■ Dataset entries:
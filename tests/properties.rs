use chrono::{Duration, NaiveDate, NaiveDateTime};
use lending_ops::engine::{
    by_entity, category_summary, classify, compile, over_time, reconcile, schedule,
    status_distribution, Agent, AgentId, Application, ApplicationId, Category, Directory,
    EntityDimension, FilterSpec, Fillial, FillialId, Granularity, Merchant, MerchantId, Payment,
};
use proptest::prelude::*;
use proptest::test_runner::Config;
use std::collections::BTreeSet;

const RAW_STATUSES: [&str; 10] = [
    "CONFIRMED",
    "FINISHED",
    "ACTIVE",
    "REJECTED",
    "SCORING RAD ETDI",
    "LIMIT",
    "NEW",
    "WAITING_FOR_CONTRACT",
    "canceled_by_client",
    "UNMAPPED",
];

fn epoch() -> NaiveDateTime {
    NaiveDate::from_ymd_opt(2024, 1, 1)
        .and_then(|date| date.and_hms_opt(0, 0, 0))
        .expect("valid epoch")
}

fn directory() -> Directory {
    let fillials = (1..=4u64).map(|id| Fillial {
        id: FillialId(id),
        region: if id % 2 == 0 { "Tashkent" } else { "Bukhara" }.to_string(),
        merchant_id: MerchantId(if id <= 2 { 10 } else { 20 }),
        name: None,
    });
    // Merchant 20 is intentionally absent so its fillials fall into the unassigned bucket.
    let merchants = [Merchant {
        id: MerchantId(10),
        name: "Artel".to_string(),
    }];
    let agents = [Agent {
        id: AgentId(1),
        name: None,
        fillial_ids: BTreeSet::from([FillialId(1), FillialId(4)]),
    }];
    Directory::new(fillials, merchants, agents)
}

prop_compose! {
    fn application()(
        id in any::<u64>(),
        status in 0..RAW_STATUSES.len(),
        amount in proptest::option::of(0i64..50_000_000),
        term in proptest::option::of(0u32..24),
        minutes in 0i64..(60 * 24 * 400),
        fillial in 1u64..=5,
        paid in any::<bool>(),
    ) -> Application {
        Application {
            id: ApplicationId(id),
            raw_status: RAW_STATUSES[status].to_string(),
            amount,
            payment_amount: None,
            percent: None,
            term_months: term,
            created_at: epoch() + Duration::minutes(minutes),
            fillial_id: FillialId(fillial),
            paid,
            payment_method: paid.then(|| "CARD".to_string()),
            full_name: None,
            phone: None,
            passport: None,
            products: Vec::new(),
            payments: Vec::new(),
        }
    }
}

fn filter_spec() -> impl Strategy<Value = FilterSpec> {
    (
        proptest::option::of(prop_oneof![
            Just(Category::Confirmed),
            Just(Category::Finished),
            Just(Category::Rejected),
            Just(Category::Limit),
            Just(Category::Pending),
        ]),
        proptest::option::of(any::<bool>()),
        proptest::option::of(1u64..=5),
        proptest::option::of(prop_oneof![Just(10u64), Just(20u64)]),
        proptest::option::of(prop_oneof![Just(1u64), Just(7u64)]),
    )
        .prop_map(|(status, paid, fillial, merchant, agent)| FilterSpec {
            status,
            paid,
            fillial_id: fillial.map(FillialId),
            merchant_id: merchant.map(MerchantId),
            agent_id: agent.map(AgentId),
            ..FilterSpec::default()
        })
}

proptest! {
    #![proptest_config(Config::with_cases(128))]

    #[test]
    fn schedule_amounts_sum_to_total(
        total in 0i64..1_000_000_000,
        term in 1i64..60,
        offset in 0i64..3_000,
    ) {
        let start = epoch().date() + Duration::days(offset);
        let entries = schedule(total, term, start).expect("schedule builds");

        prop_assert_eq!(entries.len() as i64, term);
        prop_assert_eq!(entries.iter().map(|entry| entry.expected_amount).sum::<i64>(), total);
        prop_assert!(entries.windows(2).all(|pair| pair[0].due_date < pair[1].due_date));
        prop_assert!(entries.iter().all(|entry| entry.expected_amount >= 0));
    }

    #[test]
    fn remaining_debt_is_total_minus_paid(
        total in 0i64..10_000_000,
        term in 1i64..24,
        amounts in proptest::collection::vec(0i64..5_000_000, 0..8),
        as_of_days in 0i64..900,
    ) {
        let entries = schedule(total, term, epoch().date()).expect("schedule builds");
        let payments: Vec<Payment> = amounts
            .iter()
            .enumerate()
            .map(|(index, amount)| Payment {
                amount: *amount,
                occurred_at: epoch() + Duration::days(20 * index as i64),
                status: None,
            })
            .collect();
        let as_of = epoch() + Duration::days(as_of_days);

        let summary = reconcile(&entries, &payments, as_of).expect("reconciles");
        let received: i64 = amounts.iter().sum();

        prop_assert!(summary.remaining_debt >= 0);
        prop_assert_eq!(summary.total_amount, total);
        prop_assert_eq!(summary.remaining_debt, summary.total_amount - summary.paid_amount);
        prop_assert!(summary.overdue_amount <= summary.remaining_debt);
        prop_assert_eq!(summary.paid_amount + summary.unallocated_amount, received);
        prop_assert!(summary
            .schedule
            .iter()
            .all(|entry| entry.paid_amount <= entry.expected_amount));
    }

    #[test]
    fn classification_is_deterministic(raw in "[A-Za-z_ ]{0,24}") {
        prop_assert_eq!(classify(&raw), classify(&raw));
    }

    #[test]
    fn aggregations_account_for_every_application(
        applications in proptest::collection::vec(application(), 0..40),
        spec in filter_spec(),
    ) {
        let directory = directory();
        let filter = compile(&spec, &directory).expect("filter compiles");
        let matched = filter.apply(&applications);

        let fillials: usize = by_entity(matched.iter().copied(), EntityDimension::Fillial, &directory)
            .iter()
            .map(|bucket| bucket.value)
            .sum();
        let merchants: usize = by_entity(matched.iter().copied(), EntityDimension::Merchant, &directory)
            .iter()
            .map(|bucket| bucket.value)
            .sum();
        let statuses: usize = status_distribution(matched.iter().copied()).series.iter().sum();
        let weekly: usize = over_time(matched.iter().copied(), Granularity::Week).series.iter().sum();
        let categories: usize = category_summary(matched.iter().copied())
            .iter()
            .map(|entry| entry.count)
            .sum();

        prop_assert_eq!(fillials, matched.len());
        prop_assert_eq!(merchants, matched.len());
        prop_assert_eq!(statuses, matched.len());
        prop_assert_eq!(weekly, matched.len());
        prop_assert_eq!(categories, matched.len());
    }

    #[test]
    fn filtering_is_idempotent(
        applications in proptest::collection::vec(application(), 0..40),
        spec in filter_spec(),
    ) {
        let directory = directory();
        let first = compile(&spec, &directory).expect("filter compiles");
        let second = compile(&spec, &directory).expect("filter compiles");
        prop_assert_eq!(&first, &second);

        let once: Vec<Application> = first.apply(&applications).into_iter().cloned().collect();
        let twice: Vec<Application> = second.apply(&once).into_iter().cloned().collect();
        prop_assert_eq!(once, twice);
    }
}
* * *
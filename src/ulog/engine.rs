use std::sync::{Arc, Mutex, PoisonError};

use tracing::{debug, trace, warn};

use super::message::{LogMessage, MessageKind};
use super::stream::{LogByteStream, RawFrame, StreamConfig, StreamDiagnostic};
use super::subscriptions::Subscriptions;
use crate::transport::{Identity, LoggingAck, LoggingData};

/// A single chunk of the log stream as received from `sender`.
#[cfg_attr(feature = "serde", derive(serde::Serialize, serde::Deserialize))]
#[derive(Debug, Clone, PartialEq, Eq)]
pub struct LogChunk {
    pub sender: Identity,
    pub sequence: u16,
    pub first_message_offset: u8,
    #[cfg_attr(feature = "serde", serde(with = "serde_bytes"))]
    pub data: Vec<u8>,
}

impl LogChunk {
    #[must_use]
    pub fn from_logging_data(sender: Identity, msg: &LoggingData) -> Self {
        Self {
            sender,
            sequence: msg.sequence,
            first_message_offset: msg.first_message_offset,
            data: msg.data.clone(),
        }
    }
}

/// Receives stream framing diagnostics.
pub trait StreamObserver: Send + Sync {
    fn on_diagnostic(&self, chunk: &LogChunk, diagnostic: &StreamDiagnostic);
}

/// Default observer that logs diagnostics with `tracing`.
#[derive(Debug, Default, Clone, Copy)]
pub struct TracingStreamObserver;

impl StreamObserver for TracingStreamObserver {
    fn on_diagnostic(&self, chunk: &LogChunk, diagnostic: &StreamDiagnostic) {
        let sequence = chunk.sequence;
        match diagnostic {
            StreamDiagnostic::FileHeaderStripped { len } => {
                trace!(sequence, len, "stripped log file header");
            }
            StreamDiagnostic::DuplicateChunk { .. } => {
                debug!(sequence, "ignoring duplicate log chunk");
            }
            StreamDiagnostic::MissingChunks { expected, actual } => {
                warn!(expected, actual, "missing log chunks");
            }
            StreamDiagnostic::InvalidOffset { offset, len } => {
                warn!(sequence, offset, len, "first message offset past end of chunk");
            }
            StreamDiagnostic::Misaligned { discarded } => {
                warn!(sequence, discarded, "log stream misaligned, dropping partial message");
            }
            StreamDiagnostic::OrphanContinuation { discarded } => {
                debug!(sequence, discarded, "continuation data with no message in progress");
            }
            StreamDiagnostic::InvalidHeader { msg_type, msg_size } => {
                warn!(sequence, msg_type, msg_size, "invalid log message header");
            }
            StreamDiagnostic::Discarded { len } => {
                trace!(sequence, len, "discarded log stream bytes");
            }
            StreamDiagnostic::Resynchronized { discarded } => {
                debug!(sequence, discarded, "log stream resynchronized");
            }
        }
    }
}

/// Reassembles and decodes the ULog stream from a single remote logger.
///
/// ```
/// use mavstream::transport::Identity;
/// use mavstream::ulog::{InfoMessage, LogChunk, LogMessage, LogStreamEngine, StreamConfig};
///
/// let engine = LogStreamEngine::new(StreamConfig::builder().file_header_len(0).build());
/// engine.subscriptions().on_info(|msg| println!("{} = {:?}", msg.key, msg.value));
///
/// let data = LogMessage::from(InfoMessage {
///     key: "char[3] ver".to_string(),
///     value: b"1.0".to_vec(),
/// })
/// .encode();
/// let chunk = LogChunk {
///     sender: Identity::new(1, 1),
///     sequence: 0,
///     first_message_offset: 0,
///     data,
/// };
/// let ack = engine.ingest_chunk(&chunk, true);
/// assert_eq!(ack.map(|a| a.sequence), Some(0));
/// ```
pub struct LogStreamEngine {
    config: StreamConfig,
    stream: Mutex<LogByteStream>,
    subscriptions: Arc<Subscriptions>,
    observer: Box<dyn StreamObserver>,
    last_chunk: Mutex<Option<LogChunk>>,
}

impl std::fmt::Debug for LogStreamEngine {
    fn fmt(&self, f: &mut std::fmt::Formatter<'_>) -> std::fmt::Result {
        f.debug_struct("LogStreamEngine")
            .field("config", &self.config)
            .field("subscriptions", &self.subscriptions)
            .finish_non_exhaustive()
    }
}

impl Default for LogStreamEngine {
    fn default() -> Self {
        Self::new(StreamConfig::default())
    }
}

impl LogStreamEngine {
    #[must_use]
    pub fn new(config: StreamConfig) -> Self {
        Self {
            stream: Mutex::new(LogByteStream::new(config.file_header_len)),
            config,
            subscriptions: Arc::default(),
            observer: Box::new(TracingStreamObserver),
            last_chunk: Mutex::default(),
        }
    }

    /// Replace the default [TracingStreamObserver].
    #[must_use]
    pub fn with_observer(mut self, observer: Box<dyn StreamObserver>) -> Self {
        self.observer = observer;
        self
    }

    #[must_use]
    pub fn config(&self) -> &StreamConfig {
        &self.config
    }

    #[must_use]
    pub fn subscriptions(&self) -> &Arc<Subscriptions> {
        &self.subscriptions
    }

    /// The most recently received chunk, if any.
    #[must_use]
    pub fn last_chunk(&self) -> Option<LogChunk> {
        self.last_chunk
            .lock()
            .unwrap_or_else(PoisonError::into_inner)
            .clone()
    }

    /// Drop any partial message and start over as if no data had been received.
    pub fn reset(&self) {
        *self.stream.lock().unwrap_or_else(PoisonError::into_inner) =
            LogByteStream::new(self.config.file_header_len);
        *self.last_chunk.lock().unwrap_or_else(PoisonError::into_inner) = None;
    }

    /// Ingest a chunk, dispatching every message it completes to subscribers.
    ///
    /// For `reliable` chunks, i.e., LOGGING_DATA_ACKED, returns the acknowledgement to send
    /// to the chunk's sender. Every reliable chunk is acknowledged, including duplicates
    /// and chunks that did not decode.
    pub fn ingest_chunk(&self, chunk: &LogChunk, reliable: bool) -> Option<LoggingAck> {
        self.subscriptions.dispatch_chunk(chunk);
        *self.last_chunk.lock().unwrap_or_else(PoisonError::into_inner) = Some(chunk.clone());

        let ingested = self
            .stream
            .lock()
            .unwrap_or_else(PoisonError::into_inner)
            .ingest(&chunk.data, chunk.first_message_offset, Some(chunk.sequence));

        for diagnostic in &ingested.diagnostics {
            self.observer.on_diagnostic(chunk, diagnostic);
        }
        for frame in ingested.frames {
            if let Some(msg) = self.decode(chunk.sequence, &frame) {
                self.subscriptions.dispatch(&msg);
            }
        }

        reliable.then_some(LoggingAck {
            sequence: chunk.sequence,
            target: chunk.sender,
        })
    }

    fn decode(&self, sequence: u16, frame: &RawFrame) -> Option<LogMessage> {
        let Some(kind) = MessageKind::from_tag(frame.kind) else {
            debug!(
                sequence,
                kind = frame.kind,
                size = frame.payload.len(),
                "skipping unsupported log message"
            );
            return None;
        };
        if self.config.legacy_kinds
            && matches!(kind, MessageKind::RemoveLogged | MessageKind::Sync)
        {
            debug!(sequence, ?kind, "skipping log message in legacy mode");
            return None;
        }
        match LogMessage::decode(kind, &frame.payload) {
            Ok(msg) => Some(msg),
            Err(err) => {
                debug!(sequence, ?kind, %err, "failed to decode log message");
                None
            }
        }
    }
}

■ TASK DESCRIPTION:
Each line above that contains the string "subscriptions" counts once; give the number of such lines and nothing more.

■ RESULT:
9